What is needed
The answer must be every line below that contains the string "Debug".

Collected data
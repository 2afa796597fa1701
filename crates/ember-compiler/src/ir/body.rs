//! IR Bodies
//!
//! A function body is an arena of expression and statement nodes addressed by
//! `ExprId`/`StmtId`, plus the top-level statement list. Every node records
//! its owner in an index-based parent map, so a pass can replace a node by
//! rewriting one slot in place without walking back up from the root.
//!
//! Nodes are never freed. Detached subtrees simply become unreachable from
//! the root and are ignored by every traversal.

use super::node::{Expr, ExprId, ExprKind, Stmt, StmtId, StmtKind};
use super::program::VarId;
use super::span::Span;
use super::types::{Literal, Type};
use serde::{Deserialize, Serialize};

/// The owner of a node
#[derive(Debug, Clone, Copy, PartialEq, Eq, Hash)]
pub enum Parent {
    /// Top-level statement list
    Root,
    Stmt(StmtId),
    Expr(ExprId),
}

/// Arena of IR nodes for one function
#[derive(Debug, Clone, Default, Serialize, Deserialize)]
pub struct Body {
    #[serde(default)]
    exprs: Vec<Expr>,
    #[serde(default)]
    stmts: Vec<Stmt>,
    #[serde(default)]
    block: Vec<StmtId>,
    #[serde(skip)]
    expr_parents: Vec<Option<Parent>>,
    #[serde(skip)]
    stmt_parents: Vec<Option<Parent>>,
}

impl PartialEq for Body {
    fn eq(&self, other: &Self) -> bool {
        self.exprs == other.exprs && self.stmts == other.stmts && self.block == other.block
    }
}

impl Body {
    /// Create an empty body
    pub fn new() -> Self {
        Self::default()
    }

    // ========================================================================
    // Construction
    // ========================================================================

    /// Add an expression node; its children become owned by it
    pub fn add_expr(&mut self, kind: ExprKind, ty: Type) -> ExprId {
        self.add_expr_spanned(kind, ty, Span::default())
    }

    pub fn add_expr_spanned(&mut self, kind: ExprKind, ty: Type, span: Span) -> ExprId {
        let id = ExprId::new(self.exprs.len() as u32);
        for child in kind.children() {
            self.set_expr_parent(child, Some(Parent::Expr(id)));
        }
        self.exprs.push(Expr { kind, ty, span });
        self.expr_parents.push(None);
        id
    }

    /// Add a statement node; its expressions and nested statements become owned by it
    pub fn add_stmt(&mut self, kind: StmtKind) -> StmtId {
        self.add_stmt_spanned(kind, Span::default())
    }

    pub fn add_stmt_spanned(&mut self, kind: StmtKind, span: Span) -> StmtId {
        let id = StmtId::new(self.stmts.len() as u32);
        self.adopt_stmt_children(id, &kind);
        self.stmts.push(Stmt { kind, span });
        self.stmt_parents.push(None);
        id
    }

    /// Literal expression
    pub fn literal(&mut self, lit: Literal) -> ExprId {
        let ty = lit.ty();
        self.add_expr(ExprKind::Literal(lit), ty)
    }

    /// Unattached assignment statement
    pub fn assign(&mut self, target: VarId, value: ExprId) -> StmtId {
        self.add_stmt(StmtKind::Assign { target, value })
    }

    /// Append a statement to the top-level list
    pub fn push(&mut self, stmt: StmtId) {
        self.set_stmt_parent(stmt, Some(Parent::Root));
        self.block.push(stmt);
    }

    // ========================================================================
    // Access
    // ========================================================================

    /// Top-level statements
    pub fn root(&self) -> &[StmtId] {
        &self.block
    }

    pub fn expr(&self, id: ExprId) -> &Expr {
        &self.exprs[id.index()]
    }

    /// Mutable access to an expression node.
    ///
    /// Changing the node's children through this reference desynchronizes the
    /// parent map; use [`Body::replace_expr`] for that.
    pub fn expr_mut(&mut self, id: ExprId) -> &mut Expr {
        &mut self.exprs[id.index()]
    }

    pub fn stmt(&self, id: StmtId) -> &Stmt {
        &self.stmts[id.index()]
    }

    pub fn expr_parent(&self, id: ExprId) -> Option<Parent> {
        self.expr_parents.get(id.index()).copied().flatten()
    }

    pub fn stmt_parent(&self, id: StmtId) -> Option<Parent> {
        self.stmt_parents.get(id.index()).copied().flatten()
    }

    /// Number of expression slots in the arena (reachable or not)
    pub fn expr_capacity(&self) -> usize {
        self.exprs.len()
    }

    pub fn is_empty(&self) -> bool {
        self.block.is_empty()
    }

    // ========================================================================
    // Mutation
    // ========================================================================

    /// Rewrite an expression slot in place.
    ///
    /// Old children that were already adopted by another node keep their new
    /// owner; the rest are detached.
    pub fn replace_expr(&mut self, id: ExprId, kind: ExprKind, ty: Type) {
        let new_children = kind.children();
        for old in self.exprs[id.index()].kind.children() {
            if !new_children.contains(&old) && self.expr_parent(old) == Some(Parent::Expr(id)) {
                self.set_expr_parent(old, None);
            }
        }
        for child in new_children {
            self.set_expr_parent(child, Some(Parent::Expr(id)));
        }
        let expr = &mut self.exprs[id.index()];
        expr.kind = kind;
        expr.ty = ty;
    }

    /// Rewrite a statement slot in place
    pub fn replace_stmt(&mut self, id: StmtId, kind: StmtKind) {
        let old = self.stmts[id.index()].kind.clone();
        let new_exprs = kind.exprs();
        for e in old.exprs() {
            if !new_exprs.contains(&e) && self.expr_parent(e) == Some(Parent::Stmt(id)) {
                self.set_expr_parent(e, None);
            }
        }
        let new_stmts: Vec<StmtId> = kind.blocks().into_iter().flatten().copied().collect();
        for block in old.blocks() {
            for s in block {
                if !new_stmts.contains(s) && self.stmt_parent(*s) == Some(Parent::Stmt(id)) {
                    self.set_stmt_parent(*s, None);
                }
            }
        }
        self.adopt_stmt_children(id, &kind);
        self.stmts[id.index()].kind = kind;
    }

    /// Detach a statement from whatever list holds it
    pub fn remove_stmt(&mut self, id: StmtId) -> bool {
        let removed = match self.stmt_parent(id) {
            Some(Parent::Root) => remove_from(&mut self.block, id),
            Some(Parent::Stmt(owner)) => self.stmts[owner.index()]
                .kind
                .blocks_mut()
                .into_iter()
                .any(|block| remove_from(block, id)),
            _ => false,
        };
        if removed {
            self.set_stmt_parent(id, None);
        }
        removed
    }

    /// Rename variable references in every reachable node.
    ///
    /// Covers reads, assignment targets, array bases and `let` binders.
    pub fn map_vars(&mut self, mut f: impl FnMut(VarId) -> VarId) {
        for stmt_id in self.walk_stmts() {
            match &mut self.stmts[stmt_id.index()].kind {
                StmtKind::Assign { target, .. } => *target = f(*target),
                StmtKind::ArrayAssign { array, .. } => *array = f(*array),
                _ => {}
            }
            for root in self.stmts[stmt_id.index()].kind.exprs() {
                for expr_id in self.sub_exprs(root) {
                    match &mut self.exprs[expr_id.index()].kind {
                        ExprKind::VarRead(v) => *v = f(*v),
                        ExprKind::ArrayRead { array, .. } => *array = f(*array),
                        ExprKind::Let { var, .. } => *var = f(*var),
                        _ => {}
                    }
                }
            }
        }
    }

    // ========================================================================
    // Traversal
    // ========================================================================

    /// Reachable statements in pre-order
    pub fn walk_stmts(&self) -> Vec<StmtId> {
        let mut out = Vec::new();
        let mut stack: Vec<StmtId> = self.block.iter().rev().copied().collect();
        while let Some(id) = stack.pop() {
            out.push(id);
            let blocks = self.stmts[id.index()].kind.blocks();
            for block in blocks.into_iter().rev() {
                stack.extend(block.iter().rev().copied());
            }
        }
        out
    }

    /// Expressions under `root` (inclusive) in pre-order
    pub fn sub_exprs(&self, root: ExprId) -> Vec<ExprId> {
        let mut out = Vec::new();
        let mut stack = vec![root];
        while let Some(id) = stack.pop() {
            out.push(id);
            stack.extend(self.exprs[id.index()].kind.children().into_iter().rev());
        }
        out
    }

    /// Every reachable expression
    pub fn all_exprs(&self) -> Vec<ExprId> {
        self.walk_stmts()
            .into_iter()
            .flat_map(|s| self.stmts[s.index()].kind.exprs())
            .flat_map(|root| self.sub_exprs(root))
            .collect()
    }

    // ========================================================================
    // Ownership
    // ========================================================================

    /// Recompute the parent map from the reachable tree
    pub fn rebuild_parents(&mut self) {
        self.expr_parents = vec![None; self.exprs.len()];
        self.stmt_parents = vec![None; self.stmts.len()];
        for stmt in self.block.clone() {
            self.set_stmt_parent(stmt, Some(Parent::Root));
        }
        for stmt_id in self.walk_stmts() {
            let kind = self.stmts[stmt_id.index()].kind.clone();
            self.adopt_stmt_children(stmt_id, &kind);
            for root in kind.exprs() {
                for expr_id in self.sub_exprs(root) {
                    for child in self.exprs[expr_id.index()].kind.children() {
                        self.set_expr_parent(child, Some(Parent::Expr(expr_id)));
                    }
                }
            }
        }
    }

    /// Check the single-owner invariant: every reachable node is reached
    /// exactly once and its recorded parent is the node that reached it
    pub fn verify(&self) -> Result<(), String> {
        if self.expr_parents.len() != self.exprs.len() || self.stmt_parents.len() != self.stmts.len()
        {
            return Err("parent map out of sync with arena".to_string());
        }
        let mut seen_stmts = vec![false; self.stmts.len()];
        let mut seen_exprs = vec![false; self.exprs.len()];
        let mut stack: Vec<(StmtId, Parent)> =
            self.block.iter().map(|s| (*s, Parent::Root)).collect();

        while let Some((id, parent)) = stack.pop() {
            if id.index() >= self.stmts.len() {
                return Err(format!("dangling statement {}", id));
            }
            if std::mem::replace(&mut seen_stmts[id.index()], true) {
                return Err(format!("statement {} is shared or cyclic", id));
            }
            if self.stmt_parent(id) != Some(parent) {
                return Err(format!("statement {} has a stale parent", id));
            }
            let kind = &self.stmts[id.index()].kind;
            for block in kind.blocks() {
                stack.extend(block.iter().map(|s| (*s, Parent::Stmt(id))));
            }
            let mut expr_stack: Vec<(ExprId, Parent)> =
                kind.exprs().into_iter().map(|e| (e, Parent::Stmt(id))).collect();
            while let Some((e, owner)) = expr_stack.pop() {
                if e.index() >= self.exprs.len() {
                    return Err(format!("dangling expression {}", e));
                }
                if std::mem::replace(&mut seen_exprs[e.index()], true) {
                    return Err(format!("expression {} is shared or cyclic", e));
                }
                if self.expr_parent(e) != Some(owner) {
                    return Err(format!("expression {} has a stale parent", e));
                }
                expr_stack.extend(
                    self.exprs[e.index()]
                        .kind
                        .children()
                        .into_iter()
                        .map(|c| (c, Parent::Expr(e))),
                );
            }
        }
        Ok(())
    }

    fn adopt_stmt_children(&mut self, id: StmtId, kind: &StmtKind) {
        for e in kind.exprs() {
            self.set_expr_parent(e, Some(Parent::Stmt(id)));
        }
        for block in kind.blocks() {
            for s in block {
                self.set_stmt_parent(*s, Some(Parent::Stmt(id)));
            }
        }
    }

    fn set_expr_parent(&mut self, id: ExprId, parent: Option<Parent>) {
        if let Some(slot) = self.expr_parents.get_mut(id.index()) {
            *slot = parent;
        }
    }

    fn set_stmt_parent(&mut self, id: StmtId, parent: Option<Parent>) {
        if let Some(slot) = self.stmt_parents.get_mut(id.index()) {
            *slot = parent;
        }
    }
}

fn remove_from(block: &mut Vec<StmtId>, id: StmtId) -> bool {
    match block.iter().position(|s| *s == id) {
        Some(pos) => {
            block.remove(pos);
            true
        }
        None => false,
    }
}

Solution
#[derive(Debug, Clone, Copy, PartialEq, Eq, Hash)]
#[derive(Debug, Clone, Default, Serialize, Deserialize)]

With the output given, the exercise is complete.